The following rational function describes concentration in blood of a certain medicine taken once depending on time, find
a. the horizontal or oblique asymptote(s), if any,
b. the vertical asymptote(s), if any,
c. describe their possible meanings.
f(x)=4/x+2
To find the asymptotes of the rational function f(x) = 4/(x + 2), we need to consider the behavior of the function as x approaches certain values.
a. Horizontal or Oblique Asymptote(s):
To find the horizontal or oblique asymptotes, we need to compare the degrees of the numerator and denominator terms.
In this case, the degree of the numerator is 0 (constant term 4), and the degree of the denominator is 1 (linear term x). Since the degree of the numerator is smaller than the degree of the denominator, there is a horizontal asymptote at y = 0.
b. Vertical Asymptote(s):
To find the vertical asymptotes, we need to determine any x-values that make the denominator zero.

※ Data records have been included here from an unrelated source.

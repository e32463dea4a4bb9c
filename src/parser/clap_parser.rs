//! Default parser adapter built on clap.
//!
//! Usage errors are reformatted into the two-line shape
//!
//! ```text
//! usage: example <foo> <bar> <baz>
//! example: error: unexpected argument '4' found
//! ```
//!
//! and help starts with the usage line, a blank line and the description.

use super::coerce::CoerceValue;
use super::{AdapterConfig, ParseExit, ParsedArgs, ParserAdapter, Stream};
use crate::error::{SetupError, SetupResult};
use crate::signature::TypeHint;
use crate::spec::{Action, DefaultValue, Nargs, OptionSpec};
use clap::builder::ValueRange;
use clap::parser::ValueSource;
use clap::{Arg, ArgAction, ArgMatches, Command};
use serde_json::Value;
use std::collections::HashSet;
use tracing::debug;

const HELP_TEMPLATE: &str = "usage: {usage}\n\n{about-with-newline}\n{all-args}{after-help}";
const HELP_TEMPLATE_NO_ABOUT: &str = "usage: {usage}\n\n{all-args}{after-help}";

/// Exit status for mappings the adapter itself cannot read back
const INTERNAL_ERROR: i32 = 70;

/// What the adapter needs to read one element back out of the matches
#[derive(Clone, Debug)]
struct BoundArg {
    id: String,
    action: Action,
    multiple: bool,
    default: Option<DefaultValue>,
}

/// Shape of the most recently added positional argument
#[derive(Clone, Debug)]
struct PositionalShape {
    id: String,
    optional: bool,
    unbounded: bool,
}

/// [`ParserAdapter`] delegating token parsing to clap.
///
/// Options get a short alias from the first letter of the target name and
/// a long alias with underscores replaced by hyphens.
///
/// # Example
///
/// ```
/// use entrypoint::{AdapterConfig, ClapParser, OptionSpec, ParserAdapter, TypeHint};
/// use serde_json::json;
///
/// let config = AdapterConfig {
///     name: "demo".to_string(),
///     ..AdapterConfig::default()
/// };
/// let mut parser = ClapParser::from_config(&config).unwrap();
/// let spec = OptionSpec::new().value_type(TypeHint::Int);
/// let bound = parser.add_option("first_value", &spec, &OptionSpec::new()).unwrap();
/// assert_eq!(bound, "first_value");
///
/// let parsed = parser.parse(Some(vec!["--first-value".into(), "3".into()])).unwrap();
/// assert_eq!(parsed["first_value"], json!(3));
/// ```
#[derive(Clone, Debug)]
pub struct ClapParser {
    name: String,
    description: String,
    epilog: Option<String>,
    args: Vec<Arg>,
    bound: Vec<BoundArg>,
    last_positional: Option<PositionalShape>,
    shorts: HashSet<char>,
    longs: HashSet<String>,
}

impl ClapParser {
    /// The clap command as currently configured
    pub fn command(&self) -> Command {
        let mut command = Command::new(self.name.clone())
            .bin_name(self.name.clone())
            .no_binary_name(true)
            .disable_version_flag(true);
        command = if self.description.is_empty() {
            command.help_template(HELP_TEMPLATE_NO_ABOUT)
        } else {
            command
                .help_template(HELP_TEMPLATE)
                .about(self.description.clone())
        };
        if let Some(epilog) = &self.epilog {
            command = command.after_help(epilog.clone());
        }
        command.args(self.args.iter().cloned())
    }

    fn claim_id(&self, id: &str) -> SetupResult<()> {
        if id.is_empty() {
            return Err(SetupError::conflict("empty destination name"));
        }
        if id == "help" || self.bound.iter().any(|b| b.id == id) {
            return Err(SetupError::conflict(format!(
                "destination `{}` is already bound",
                id
            )));
        }
        Ok(())
    }

    fn usage_line(&self) -> String {
        let rendered = self.command().render_usage().to_string();
        let usage = rendered.trim();
        let usage = usage
            .strip_prefix("Usage:")
            .or_else(|| usage.strip_prefix("usage:"))
            .unwrap_or(usage)
            .trim_start();
        format!("usage: {}", usage)
    }

    fn exit_from(&self, err: clap::Error) -> ParseExit {
        let rendered = err.render().to_string();
        if !err.use_stderr() {
            return ParseExit {
                code: err.exit_code(),
                stream: Stream::Stdout,
                message: rendered,
            };
        }
        ParseExit {
            code: err.exit_code(),
            stream: Stream::Stderr,
            message: format!(
                "{}\n{}: error: {}\n",
                self.usage_line(),
                self.name,
                summarize(&rendered)
            ),
        }
    }

    fn internal_exit(&self, message: impl std::fmt::Display) -> ParseExit {
        ParseExit {
            code: INTERNAL_ERROR,
            stream: Stream::Stderr,
            message: format!("{}: internal error: {}\n", self.name, message),
        }
    }

    fn extract(&self, matches: &ArgMatches, bound: &BoundArg) -> Result<Option<Value>, ParseExit> {
        if matches.value_source(&bound.id) != Some(ValueSource::CommandLine) {
            return Ok(match &bound.default {
                Some(DefaultValue::Suppress) => None,
                Some(DefaultValue::Value(value)) => Some(value.clone()),
                None => Some(match bound.action {
                    Action::StoreTrue => Value::Bool(false),
                    Action::StoreFalse => Value::Bool(true),
                    Action::Count => Value::from(0u8),
                    _ if bound.multiple => Value::Array(Vec::new()),
                    _ => Value::Null,
                }),
            });
        }

        let value = match bound.action {
            Action::StoreTrue | Action::StoreFalse => matches
                .try_get_one::<bool>(&bound.id)
                .map_err(|e| self.internal_exit(e))?
                .map(|flag| Value::Bool(*flag))
                .unwrap_or(Value::Null),
            Action::Count => matches
                .try_get_one::<u8>(&bound.id)
                .map_err(|e| self.internal_exit(e))?
                .map(|count| Value::from(*count))
                .unwrap_or(Value::Null),
            Action::Store | Action::Append => {
                let values: Vec<Value> = matches
                    .try_get_many::<Value>(&bound.id)
                    .map_err(|e| self.internal_exit(e))?
                    .map(|values| values.cloned().collect())
                    .unwrap_or_default();
                if bound.multiple {
                    Value::Array(values)
                } else {
                    values.into_iter().next().unwrap_or(Value::Null)
                }
            }
        };
        Ok(Some(value))
    }
}

impl ParserAdapter for ClapParser {
    fn from_config(config: &AdapterConfig) -> SetupResult<Self> {
        let epilog = match config.extra.get("epilog") {
            None => None,
            Some(Value::String(text)) => Some(text.clone()),
            Some(other) => {
                return Err(SetupError::config(format!(
                    "`epilog` must be a string, got {}",
                    other
                )));
            }
        };

        Ok(Self {
            name: config.name.clone(),
            description: config.description.clone(),
            epilog,
            args: Vec::new(),
            bound: Vec::new(),
            last_positional: None,
            // -h/--help belong to clap
            shorts: HashSet::from(['h']),
            longs: HashSet::from(["help".to_string()]),
        })
    }

    fn config_keys() -> &'static [&'static str] {
        &["epilog"]
    }

    fn add_option(
        &mut self,
        name: &str,
        decorator_spec: &OptionSpec,
        param_spec: &OptionSpec,
    ) -> SetupResult<String> {
        let spec = param_spec.overlay(decorator_spec);
        let id = spec.dest.clone().unwrap_or_else(|| name.to_string());
        self.claim_id(&id)?;

        let short = match name.chars().next() {
            Some(c) if c != '-' => c,
            _ => {
                return Err(SetupError::spec(
                    name,
                    "option names must start with a character usable as a short flag",
                ));
            }
        };
        let long = name.replace('_', "-");
        if self.shorts.contains(&short) {
            return Err(SetupError::conflict(format!(
                "option string -{} for `{}` is already in use",
                short, name
            )));
        }
        if self.longs.contains(&long) {
            return Err(SetupError::conflict(format!(
                "option string --{} for `{}` is already in use",
                long, name
            )));
        }

        let action = spec.action.unwrap_or(Action::Store);
        let mut arg = Arg::new(id.clone()).short(short).long(long.clone());
        if let Some(help) = &spec.help {
            arg = arg.help(help.clone());
        }

        let multiple = match action {
            Action::StoreTrue => {
                arg = arg.action(ArgAction::SetTrue).overrides_with(id.clone());
                false
            }
            Action::StoreFalse => {
                arg = arg.action(ArgAction::SetFalse).overrides_with(id.clone());
                false
            }
            Action::Count => {
                arg = arg.action(ArgAction::Count);
                false
            }
            Action::Store | Action::Append => {
                let hint = spec.value_type.unwrap_or(TypeHint::Str);
                // a repeated single-valued option keeps its last value
                let clap_action = if action == Action::Append {
                    ArgAction::Append
                } else {
                    arg = arg.overrides_with(id.clone());
                    ArgAction::Set
                };
                arg = arg
                    .action(clap_action)
                    .value_parser(CoerceValue::new(hint))
                    .value_name(spec.metavar.clone().unwrap_or_else(|| id.to_uppercase()))
                    .required(spec.required.unwrap_or(spec.default.is_none()));
                if let Some(nargs) = spec.nargs {
                    arg = arg.num_args(value_range(nargs));
                }
                action == Action::Append || spec.nargs.is_some_and(|n| n.is_multiple())
            }
        };

        debug!(option = %id, short = %short, long = %long, ?action, "added option");
        self.shorts.insert(short);
        self.longs.insert(long);
        self.args.push(arg);
        self.bound.push(BoundArg {
            id: id.clone(),
            action,
            multiple,
            default: spec.default,
        });
        Ok(id)
    }

    fn add_argument(
        &mut self,
        name: &str,
        decorator_spec: &OptionSpec,
        param_spec: &OptionSpec,
    ) -> SetupResult<String> {
        let mut spec = param_spec.overlay(decorator_spec);
        if spec.action.is_some_and(|a| a.is_flag()) {
            return Err(SetupError::spec(
                name,
                "positional arguments must take a value",
            ));
        }
        // A default makes a positional optional unless an arity was given.
        if spec.nargs.is_none() && spec.default.is_some() {
            spec.nargs = Some(Nargs::Optional);
        }

        let id = spec.dest.clone().unwrap_or_else(|| name.to_string());
        self.claim_id(&id)?;

        let required = spec
            .required
            .unwrap_or(!spec.nargs.is_some_and(|n| n.allows_none()));
        let unbounded = spec.nargs.is_some_and(|n| n.is_unbounded());

        if let Some(previous) = &self.last_positional {
            if previous.unbounded {
                return Err(SetupError::conflict(format!(
                    "positional `{}` cannot follow variable-length positional `{}`",
                    id, previous.id
                )));
            }
            if previous.optional && required {
                return Err(SetupError::conflict(format!(
                    "required positional `{}` cannot follow optional positional `{}`",
                    id, previous.id
                )));
            }
        }

        let mut arg = Arg::new(id.clone())
            .action(ArgAction::Set)
            .value_parser(CoerceValue::new(spec.value_type.unwrap_or(TypeHint::Str)))
            .value_name(spec.metavar.clone().unwrap_or_else(|| name.to_string()))
            .required(required);
        // Absence is expressed through `required`; clap positionals always
        // consume at least one value when present.
        arg = match spec.nargs {
            None | Some(Nargs::Optional) => arg.num_args(1),
            Some(Nargs::Exactly(count)) => arg.num_args(count),
            Some(Nargs::ZeroOrMore) | Some(Nargs::OneOrMore) => arg.num_args(1..),
        };
        if let Some(help) = &spec.help {
            arg = arg.help(help.clone());
        }

        debug!(argument = %id, required, unbounded, "added positional argument");
        self.last_positional = Some(PositionalShape {
            id: id.clone(),
            optional: !required,
            unbounded,
        });
        self.args.push(arg);
        self.bound.push(BoundArg {
            id: id.clone(),
            action: Action::Store,
            multiple: spec.nargs.is_some_and(|n| n.is_multiple()),
            default: spec.default,
        });
        Ok(id)
    }

    fn parse(&self, tokens: Option<Vec<String>>) -> Result<ParsedArgs, ParseExit> {
        let command = self.command();
        let matches = match tokens {
            Some(tokens) => command.try_get_matches_from(tokens),
            None => command.try_get_matches_from(std::env::args_os().skip(1)),
        }
        .map_err(|e| self.exit_from(e))?;

        let mut parsed = ParsedArgs::new();
        for bound in &self.bound {
            if let Some(value) = self.extract(&matches, bound)? {
                parsed.insert(bound.id.clone(), value);
            }
        }
        Ok(parsed)
    }
}

fn value_range(nargs: Nargs) -> ValueRange {
    match nargs {
        Nargs::Exactly(count) => ValueRange::new(count),
        Nargs::Optional => ValueRange::new(0..=1),
        Nargs::ZeroOrMore => ValueRange::new(0..),
        Nargs::OneOrMore => ValueRange::new(1..),
    }
}

/// Reduce a rendered clap error to its message, without the `error:`
/// prefix, the usage block and the trailing hint.
fn summarize(rendered: &str) -> String {
    let lines: Vec<&str> = rendered
        .lines()
        .map(str::trim)
        .take_while(|line| !line.starts_with("Usage:"))
        .filter(|line| !line.is_empty() && !line.starts_with("tip:"))
        .collect();
    let joined = lines.join(" ");
    joined
        .strip_prefix("error:")
        .map(str::trim_start)
        .unwrap_or(&joined)
        .to_string()
}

In this case, we find that x + 2 = 0 when x = -2. Therefore, there is a vertical asymptote at x = -2.
c. Possible Meanings:
The horizontal asymptote at y = 0 indicates that as time progresses, the concentration in the blood of the medicine taken once approaches zero. This suggests that the medicine is being eliminated from the body.
The vertical asymptote at x = -2 suggests that there is a restriction on the possible values of time. It could mean that the medicine has a limited duration of action or that it is metabolized and eliminated from the body after a certain amount of time.